Permanent Representative of Kiribati to the United Nations
- Incumbent
- Assumed office 13 September 2017
- President: Taneti Maamau

3rd President of Kiribati
- In office 1 October 1994 – 28 March 2003
- Vice President: Tewareka Tentoa Beniamina Tinga
- Preceded by: Ata Teaotai (acting)
- Succeeded by: Tion Otang (acting)

Personal details
- Born: 25 August 1953 (age 72) Tanaeang, Tabiteuea, Gilbert and Ellice Islands (now Kiribati)
- Party: Christian Democratic Party (1994–2002) Protect the Maneaba (2002–)
- Spouse: Keina Tito

= Teburoro Tito =

President of Kiribati from 1994 to 2003

Teburoro Tito (born 25 August 1953) is an I-Kiribati politician and diplomat. He served as the third president of Kiribati from 1994 to 2003.

Tito was born in Tanaeang, Tabiteuea North. After receiving a government scholarship in 1971, he studied at the University of the South Pacific in Fiji, graduating in 1977 with a Bachelor of Science and a Certificate in Education. In 1980, Tito returned to Kiribati and served as an officer of the Ministry of Education.
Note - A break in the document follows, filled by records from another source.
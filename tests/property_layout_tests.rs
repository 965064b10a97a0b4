use chrono::{TimeZone, Utc};
use plotdeck::api::{RenderOutcome, render_with};
use plotdeck::config::{AxisConfig, ChartConfiguration, ChartType, LayoutTuning, SeriesConfig};
use plotdeck::core::{BoxStatistics, Bounds, DataRow, slice_dice, squarify};
use plotdeck::layout::{FamilyGeometry, LayoutContext};
use proptest::prelude::*;

const ALL_TAGS: [&str; 17] = [
    "BAR", "COLUMN", "LINE", "AREA", "PIE", "SCATTER", "TABLE", "HEATMAP", "TREEMAP",
    "WATERFALL", "BOX_PLOT", "SANKEY", "SUNBURST", "GANTT", "MAP_CHOROPLETH", "MAP_POINT",
    "MAP_HEAT",
];

fn complete(tag: &str) -> ChartConfiguration {
    ChartConfiguration::new(ChartType::parse(tag))
        .with_x_axis(AxisConfig::new("cat"))
        .with_y_axis(AxisConfig::new("to"))
        .with_series(SeriesConfig::new("v"))
        .with_category_value("cat", "v")
}

/// Rows carrying `value` in every numeric slot a family may read.
fn measured_rows(values: &[f64]) -> Vec<DataRow> {
    values
        .iter()
        .enumerate()
        .map(|(i, value)| {
            DataRow::new()
                .with("cat", format!("c{}", i % 4))
                .with("to", format!("t{}", i % 3))
                .with("v", *value)
                .with("lat", 10.0 + i as f64)
                .with("lng", 20.0 + i as f64)
                .with("start", "2024-01-01")
                .with("duration", *value)
                .with("progress", *value)
        })
        .collect()
}

fn context() -> LayoutContext {
    LayoutContext::new(
        Utc.with_ymd_and_hms(2023, 11, 20, 0, 0, 0)
            .single()
            .expect("valid timestamp"),
    )
}

proptest! {
    #[test]
    fn box_statistics_are_ordered_and_outliers_lie_outside_fences(
        values in prop::collection::vec(-1_000.0f64..1_000.0, 1..200)
    ) {
        let stats = BoxStatistics::from_values(&values).expect("finite input");
        prop_assert!(stats.q1 <= stats.median && stats.median <= stats.q3);
        prop_assert!(stats.whisker_low >= stats.lower_fence);
        prop_assert!(stats.whisker_high <= stats.upper_fence);
        for outlier in &stats.outliers {
            prop_assert!(*outlier < stats.lower_fence || *outlier > stats.upper_fence);
        }
        let inside = values
            .iter()
            .filter(|value| **value >= stats.lower_fence && **value <= stats.upper_fence)
            .count();
        prop_assert_eq!(inside + stats.outliers.len(), values.len());
    }

    #[test]
    fn waterfall_final_total_is_the_sum_of_deltas(
        deltas in prop::collection::vec(-500i32..500, 1..40)
    ) {
        let rows: Vec<DataRow> = deltas
            .iter()
            .enumerate()
            .map(|(i, delta)| DataRow::new().with("c", format!("c{i}")).with("d", *delta))
            .collect();
        let config = ChartConfiguration::new(ChartType::Waterfall)
            .with_x_axis(AxisConfig::new("c"))
            .with_series(SeriesConfig::new("d"));
        let layout = render_with(&config, &rows, &context()).into_layout().expect("renders");
        let FamilyGeometry::Waterfall(geometry) = layout.geometry else {
            panic!("waterfall geometry expected");
        };
        let sum: i64 = deltas.iter().map(|delta| i64::from(*delta)).sum();
        prop_assert_eq!(geometry.final_total, sum as f64);
        let mut partial = 0_i64;
        for (bar, delta) in geometry.bars.iter().zip(&deltas) {
            prop_assert_eq!(bar.start, partial as f64);
            partial += i64::from(*delta);
            prop_assert_eq!(bar.end, partial as f64);
        }
    }

    #[test]
    fn tiling_stays_inside_and_covers_the_container(
        weights in prop::collection::vec(0.01f64..1_000.0, 1..60),
        width in 50.0f64..2_000.0,
        height in 50.0f64..2_000.0
    ) {
        let mut weights = weights;
        weights.sort_by(|a, b| b.total_cmp(a));
        let container = Bounds::new(10.0, 20.0, width, height);
        for tiles in [squarify(&weights, container), slice_dice(&weights, container)] {
            prop_assert_eq!(tiles.len(), weights.len());
            let covered: f64 = tiles.iter().map(|tile| tile.area()).sum();
            prop_assert!((covered - container.area()).abs() <= tiles.len() as f64);
            for tile in &tiles {
                prop_assert!(container.contains(*tile, 1e-6));
            }
        }
    }

    #[test]
    fn sankey_links_never_drop_below_the_floor(
        values in prop::collection::vec(0.0f64..1e6, 1..30)
    ) {
        let rows: Vec<DataRow> = values
            .iter()
            .enumerate()
            .map(|(i, value)| {
                DataRow::new()
                    .with("s", format!("s{}", i % 5))
                    .with("t", format!("t{}", i % 3))
                    .with("v", *value)
            })
            .collect();
        let config = ChartConfiguration::new(ChartType::Sankey)
            .with_x_axis(AxisConfig::new("s"))
            .with_y_axis(AxisConfig::new("t"))
            .with_series(SeriesConfig::new("v"));
        let layout = render_with(&config, &rows, &context()).into_layout().expect("renders");
        let FamilyGeometry::Sankey(geometry) = layout.geometry else {
            panic!("sankey geometry expected");
        };
        let floor = LayoutTuning::default().sankey_min_link_width;
        for link in &geometry.links {
            prop_assert!(link.width >= floor);
        }
    }

    #[test]
    fn gantt_fallback_depends_only_on_row_index(count in 1usize..20) {
        let rows: Vec<DataRow> = (0..count)
            .map(|i| DataRow::new().with("task", format!("t{i}")))
            .collect();
        let config = ChartConfiguration::new(ChartType::Gantt).with_x_axis(AxisConfig::new("task"));
        let first = render_with(&config, &rows, &context());
        let second = render_with(&config, &rows, &context());
        prop_assert_eq!(first, second);
    }

    #[test]
    fn empty_rows_are_never_a_config_error(tag in prop::sample::select(vec![
        "BAR", "PIE", "HEATMAP", "TREEMAP", "WATERFALL", "BOX_PLOT", "SANKEY", "GANTT", "MAP_POINT",
    ])) {
        let config = ChartConfiguration::new(ChartType::parse(tag));
        prop_assert_eq!(render_with(&config, &[], &context()), RenderOutcome::EmptyData);
    }

    #[test]
    fn arbitrary_measures_render_finite_frames_for_every_type(
        tag in prop::sample::select(ALL_TAGS.to_vec()),
        values in prop::collection::vec(any::<f64>(), 1..12)
    ) {
        let config = complete(tag);
        let outcome = render_with(&config, &measured_rows(&values), &context());
        let layout = match outcome {
            RenderOutcome::Rendered(layout) => layout,
            other => panic!("{tag} did not render: {other:?}"),
        };
        prop_assert!(layout.frame.validate().is_ok(), "{} produced a non-finite frame", tag);
    }

    #[test]
    fn extreme_magnitudes_render_finite_frames(
        tag in prop::sample::select(vec!["BOX_PLOT", "WATERFALL", "COLUMN", "HEATMAP", "GANTT"]),
        magnitude in prop::sample::select(vec![1e308, -1e308, 1e100, -1e99, 5e-324, f64::MAX]),
        count in 1usize..6
    ) {
        let values = vec![magnitude; count];
        let outcome = render_with(&complete(tag), &measured_rows(&values), &context());
        let layout = match outcome {
            RenderOutcome::Rendered(layout) => layout,
            other => panic!("{tag} did not render: {other:?}"),
        };
        prop_assert!(layout.frame.validate().is_ok(), "{} produced a non-finite frame", tag);
    }

    #[test]
    fn timestamp_categories_stay_distinct(
        minutes in prop::collection::btree_set(0i64..1_440, 1..20)
    ) {
        let day = Utc.with_ymd_and_hms(2024, 1, 2, 0, 0, 0).single().expect("day");
        let rows: Vec<DataRow> = minutes
            .iter()
            .map(|minute| {
                DataRow::new()
                    .with("cat", day + chrono::Duration::minutes(*minute))
                    .with("v", 1.0)
            })
            .collect();
        let layout = render_with(&complete("COLUMN"), &rows, &context())
            .into_layout()
            .expect("renders");
        let FamilyGeometry::Cartesian(geometry) = layout.geometry else {
            panic!("cartesian geometry expected");
        };
        prop_assert_eq!(geometry.categories.len(), minutes.len());
    }
}
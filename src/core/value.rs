use std::fmt;

use chrono::{DateTime, SecondsFormat, Timelike, Utc};
use indexmap::IndexMap;
use rust_decimal::Decimal;
use serde::{Deserialize, Serialize};

use crate::core::primitives::{decimal_to_f64, parse_datetime_text, unix_millis_to_datetime};

/// Largest magnitude a cell may have to count as numeric.
///
/// Beyond it sums, spans and pixel positions stop being representable, so such
/// cells are treated like any other non-numeric value.
pub const MAX_NUMERIC_MAGNITUDE: f64 = 1e100;

/// One scalar cell of a data row.
#[derive(Debug, Clone, PartialEq, Serialize, Deserialize)]
#[serde(untagged)]
pub enum DataValue {
    Null,
    Bool(bool),
    Number(f64),
    Date(DateTime<Utc>),
    Text(String),
}

impl DataValue {
    /// Numeric view of the value.
    ///
    /// Finite numbers up to `MAX_NUMERIC_MAGNITUDE`, numeric text and booleans
    /// are numeric. Everything else returns `None`; callers skip or zero such
    /// values, never abort.
    #[must_use]
    pub fn as_number(&self) -> Option<f64> {
        let value = match self {
            Self::Number(value) => *value,
            Self::Null | Self::Date(_) => return None,
            Self::Bool(flag) => return Some(if *flag { 1.0 } else { 0.0 }),
            Self::Text(text) => text.trim().parse::<f64>().ok()?,
        };
        (value.is_finite() && value.abs() <= MAX_NUMERIC_MAGNITUDE).then_some(value)
    }

    /// Temporal view: dates, date-like text, or numbers as epoch milliseconds.
    #[must_use]
    pub fn as_datetime(&self) -> Option<DateTime<Utc>> {
        match self {
            Self::Date(value) => Some(*value),
            Self::Text(text) => parse_datetime_text(text),
            Self::Number(millis) => unix_millis_to_datetime(*millis),
            Self::Null | Self::Bool(_) => None,
        }
    }

    #[must_use]
    pub fn is_null(&self) -> bool {
        matches!(self, Self::Null)
    }
}

impl fmt::Display for DataValue {
    fn fmt(&self, f: &mut fmt::Formatter<'_>) -> fmt::Result {
        match self {
            Self::Null => Ok(()),
            Self::Bool(flag) => write!(f, "{flag}"),
            Self::Number(value) => {
                if value.fract() == 0.0 && value.abs() < 1e15 {
                    write!(f, "{}", *value as i64)
                } else {
                    write!(f, "{value}")
                }
            }
            // Midnight timestamps read as plain dates; anything else keeps its time.
            Self::Date(value) if value.num_seconds_from_midnight() == 0 && value.nanosecond() == 0 => {
                write!(f, "{}", value.format("%Y-%m-%d"))
            }
            Self::Date(value) => f.write_str(&value.to_rfc3339_opts(SecondsFormat::AutoSi, true)),
            Self::Text(text) => f.write_str(text),
        }
    }
}

impl From<f64> for DataValue {
    fn from(value: f64) -> Self {
        Self::Number(value)
    }
}

impl From<i64> for DataValue {
    fn from(value: i64) -> Self {
        Self::Number(value as f64)
    }
}

impl From<i32> for DataValue {
    fn from(value: i32) -> Self {
        Self::Number(f64::from(value))
    }
}

impl From<bool> for DataValue {
    fn from(value: bool) -> Self {
        Self::Bool(value)
    }
}

impl From<&str> for DataValue {
    fn from(value: &str) -> Self {
        Self::Text(value.to_owned())
    }
}

impl From<String> for DataValue {
    fn from(value: String) -> Self {
        Self::Text(value)
    }
}

impl From<DateTime<Utc>> for DataValue {
    fn from(value: DateTime<Utc>) -> Self {
        Self::Date(value)
    }
}

impl From<Decimal> for DataValue {
    fn from(value: Decimal) -> Self {
        decimal_to_f64(value, "decimal cell").map_or(Self::Null, Self::Number)
    }
}

/// Mapping from column name to scalar value; column order is preserved.
#[derive(Debug, Clone, PartialEq, Default, Serialize, Deserialize)]
#[serde(transparent)]
pub struct DataRow(IndexMap<String, DataValue>);

impl DataRow {
    #[must_use]
    pub fn new() -> Self {
        Self(IndexMap::new())
    }

    #[must_use]
    pub fn with(mut self, field: impl Into<String>, value: impl Into<DataValue>) -> Self {
        self.0.insert(field.into(), value.into());
        self
    }

    pub fn insert(&mut self, field: impl Into<String>, value: impl Into<DataValue>) {
        self.0.insert(field.into(), value.into());
    }

    #[must_use]
    pub fn get(&self, field: &str) -> Option<&DataValue> {
        self.0.get(field)
    }

    #[must_use]
    pub fn contains(&self, field: &str) -> bool {
        self.0.get(field).is_some_and(|value| !value.is_null())
    }

    #[must_use]
    pub fn number(&self, field: &str) -> Option<f64> {
        self.get(field).and_then(DataValue::as_number)
    }

    /// Numeric value with non-numeric and missing entries read as zero.
    #[must_use]
    pub fn number_or_zero(&self, field: &str) -> f64 {
        self.number(field).unwrap_or(0.0)
    }

    #[must_use]
    pub fn datetime(&self, field: &str) -> Option<DateTime<Utc>> {
        self.get(field).and_then(DataValue::as_datetime)
    }

    /// Display text of a cell; missing cells read as an empty string.
    #[must_use]
    pub fn text(&self, field: &str) -> String {
        self.get(field).map(ToString::to_string).unwrap_or_default()
    }

    pub fn keys(&self) -> impl Iterator<Item = &str> {
        self.0.keys().map(String::as_str)
    }

    #[must_use]
    pub fn len(&self) -> usize {
        self.0.len()
    }

    #[must_use]
    pub fn is_empty(&self) -> bool {
        self.0.is_empty()
    }
}

impl<K: Into<String>, V: Into<DataValue>> FromIterator<(K, V)> for DataRow {
    fn from_iter<T: IntoIterator<Item = (K, V)>>(iter: T) -> Self {
        Self(
            iter.into_iter()
                .map(|(key, value)| (key.into(), value.into()))
                .collect(),
        )
    }
}

/// Distinct display values of `field`, in first-appearance order.
#[must_use]
pub fn distinct_values(rows: &[DataRow], field: &str) -> Vec<String> {
    let mut seen = indexmap::IndexSet::new();
    for row in rows {
        seen.insert(row.text(field));
    }
    seen.into_iter().collect()
}

#[cfg(test)]
mod tests {
    use super::{DataRow, DataValue, distinct_values};
    use rust_decimal::Decimal;

    #[test]
    fn numeric_coercion_accepts_numeric_text_only() {
        assert_eq!(DataValue::from(" 4.5 ").as_number(), Some(4.5));
        assert_eq!(DataValue::from("n/a").as_number(), None);
        assert_eq!(DataValue::Null.as_number(), None);
        assert_eq!(DataValue::Number(f64::NAN).as_number(), None);
        assert_eq!(DataValue::from(Decimal::new(125, 2)).as_number(), Some(1.25));
        assert_eq!(DataValue::Number(1e100).as_number(), Some(1e100));
        assert_eq!(DataValue::Number(-1e300).as_number(), None);
        assert_eq!(DataValue::from("1e308").as_number(), None);
    }

    #[test]
    fn timestamps_keep_their_time_of_day_as_text() {
        let row: DataRow = serde_json::from_str(
            r#"{"day":"2024-01-02T00:00:00Z","hour":"2024-01-02T09:00:00Z","ms":"2024-01-02T09:00:00.250Z"}"#,
        )
        .expect("row");
        assert_eq!(row.text("day"), "2024-01-02");
        assert_eq!(row.text("hour"), "2024-01-02T09:00:00Z");
        assert_eq!(row.text("ms"), "2024-01-02T09:00:00.250Z");
    }

    #[test]
    fn rows_deserialize_from_json_objects() {
        let row: DataRow =
            serde_json::from_str(r#"{"group":"A","value":3,"when":"2024-01-02T00:00:00Z"}"#)
                .expect("row");
        assert_eq!(row.text("group"), "A");
        assert_eq!(row.number("value"), Some(3.0));
        assert!(matches!(row.get("when"), Some(DataValue::Date(_))));
        assert_eq!(row.keys().collect::<Vec<_>>(), vec!["group", "value", "when"]);
    }

    #[test]
    fn distinct_values_keep_first_appearance() {
        let rows = vec![
            DataRow::new().with("k", "b"),
            DataRow::new().with("k", "a"),
            DataRow::new().with("k", "b"),
        ];
        assert_eq!(distinct_values(&rows, "k"), vec!["b", "a"]);
    }
}
use std::f64::consts::PI;

use serde::{Deserialize, Serialize};

use crate::core::{Point, Viewport};

/// Pixel size of one Web-Mercator tile at zoom 0.
pub const TILE_SIZE: f64 = 256.0;
/// Latitude limit of the square Web-Mercator world.
pub const MAX_LATITUDE: f64 = 85.051_128_78;

/// Geographic coordinate in degrees.
#[derive(Debug, Clone, Copy, PartialEq, Serialize, Deserialize)]
pub struct LatLng {
    #[serde(alias = "latitude")]
    pub lat: f64,
    #[serde(alias = "lon", alias = "longitude")]
    pub lng: f64,
}

impl LatLng {
    #[must_use]
    pub const fn new(lat: f64, lng: f64) -> Self {
        Self { lat, lng }
    }

    #[must_use]
    pub fn is_valid(self) -> bool {
        self.lat.is_finite()
            && self.lng.is_finite()
            && (-90.0..=90.0).contains(&self.lat)
            && (-180.0..=180.0).contains(&self.lng)
    }
}

/// Web-Mercator projection centered on `center` at fractional `zoom`.
#[derive(Debug, Clone, Copy, PartialEq, Serialize, Deserialize)]
pub struct MercatorProjection {
    center: LatLng,
    zoom: f64,
    viewport: Viewport,
}

impl MercatorProjection {
    #[must_use]
    pub fn new(center: LatLng, zoom: f64, viewport: Viewport) -> Self {
        let zoom = if zoom.is_finite() {
            zoom.clamp(0.0, 22.0)
        } else {
            0.0
        };
        Self {
            center,
            zoom,
            viewport,
        }
    }

    #[must_use]
    pub fn center(self) -> LatLng {
        self.center
    }

    #[must_use]
    pub fn zoom(self) -> f64 {
        self.zoom
    }

    fn world_size(self) -> f64 {
        TILE_SIZE * 2f64.powf(self.zoom)
    }

    fn world_point(self, coord: LatLng) -> Point {
        let size = self.world_size();
        let lat = coord.lat.clamp(-MAX_LATITUDE, MAX_LATITUDE).to_radians();
        let x = (coord.lng + 180.0) / 360.0 * size;
        let y = (1.0 - (lat.tan() + 1.0 / lat.cos()).ln() / PI) / 2.0 * size;
        Point::new(x, y)
    }

    /// Projects a coordinate into viewport pixels; the center lands mid-viewport.
    #[must_use]
    pub fn project(self, coord: LatLng) -> Point {
        let origin = self.world_point(self.center);
        let point = self.world_point(coord);
        Point::new(
            point.x - origin.x + f64::from(self.viewport.width) / 2.0,
            point.y - origin.y + f64::from(self.viewport.height) / 2.0,
        )
    }
}
#![cfg(feature = "cairo-backend")]

use cairo::{Context, Format, ImageSurface};
use plotdeck::ChartError;
use plotdeck::api::{ChartEngine, ChartHost, ExportOptions};
use plotdeck::config::{ChartConfiguration, ChartType};
use plotdeck::core::DataRow;
use plotdeck::export::ExportFormat;
use plotdeck::render::{CairoRenderer, NullRenderer};

fn config() -> ChartConfiguration {
    ChartConfiguration::new(ChartType::Pie)
        .with_category_value("k", "v")
        .with_title("Mix")
        .with_size(400, 240)
}

fn rows() -> Vec<DataRow> {
    vec![
        DataRow::new().with("k", "a").with("v", 3.0),
        DataRow::new().with("k", "b").with("v", 1.0),
    ]
}

#[test]
fn cairo_renderer_rejects_invalid_surface_size() {
    let err = CairoRenderer::new(0, 480).expect_err("invalid width must fail");
    assert!(matches!(err, ChartError::InvalidData(_)));
}

#[test]
fn cairo_renderer_paints_every_primitive_of_a_chart() {
    let mut engine = ChartEngine::new(CairoRenderer::new(400, 240).expect("renderer"), config());
    engine.set_rows(rows());
    engine.render().expect("render");
    let counts = engine.snapshot().expect("snapshot").counts();
    let stats = engine.into_renderer().last_stats();
    assert_eq!(stats.paths_drawn, counts.paths);
    assert_eq!(stats.texts_drawn, counts.texts);
    assert!(stats.paths_drawn >= 2);
}

#[test]
fn cairo_renderer_can_draw_on_external_context() {
    let mut engine = ChartEngine::new(CairoRenderer::new(400, 240).expect("renderer"), config());
    engine.set_rows(rows());
    engine.render().expect("render");

    let surface = ImageSurface::create(Format::ARgb32, 400, 240).expect("surface");
    let context = Context::new(&surface).expect("context");
    engine.render_on_cairo_context(&context).expect("draw on external context");
}

#[test]
fn png_and_pdf_exports_carry_their_signatures() {
    let mut host = ChartHost::new(NullRenderer::default(), config());
    host.set_data(rows());
    assert_eq!(host.export_menu(), ExportFormat::ALL.to_vec());

    let png = host
        .export(
            ExportFormat::Png,
            &ExportOptions {
                width: Some(800),
                height: Some(480),
                background: Some("#ffffff".to_owned()),
            },
        )
        .expect("png export");
    assert_eq!(&png.bytes[..8], b"\x89PNG\r\n\x1a\n");
    assert_eq!(png.filename, "Mix.png");

    let pdf = host
        .export(ExportFormat::Pdf, &ExportOptions::default())
        .expect("pdf export");
    assert!(pdf.bytes.starts_with(b"%PDF"));
}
In 1987, he was elected as member of parliament for the Teinainano Urban Council constituency in South Tarawa. Tito resigned from parliament in 2017 to become the permanent representative of Kiribati to the United Nations.

==Early life==
Teburoro Tito was born in Tanaeang, a village in Tabiteuea North, on 25 August 1952 or 1953. (Note: A man also named Teburoro Tito served as manager of the Tabiteuea North mronron. Sources do not say if this Teburoro Tito has any relation to the former president.) In 1971, Tito received a government scholarship to attend the University of the South Pacific in Fiji. He was the president of the students' association in 1976 and 1977. Tito graduated in 1977 with a Bachelor of Science and a Certificate in Education. Afterwards, he stayed at the university until 1979 as the student coordinator.

== Early political career ==
In 1980, Tito returned to Kiribati, which had gained independence from the United Kingdom the previous year, and became a Scholarship Officer for the Ministry of Education. In 1982, he went on a thirty-day study tour in the US "for future leaders." Tito served as Senior Education Officer from 1983 to 1987. Tito, a keen soccer player, also chaired the Kiribati Football Association from 1980 to 1994.

In March 1987, Tito was elected as member of parliament for the Teinainano Urban Council constituency in South Tarawa. In the presidential election later that year, Tito was one of three final candidates. Opposition leader Harry Tong had originally been considered as a candidate, but he stepped aside in favour of Tito. The other two candidates, Ieremia Tabai and Teatao Teannaki, were the incumbent president and vice-president.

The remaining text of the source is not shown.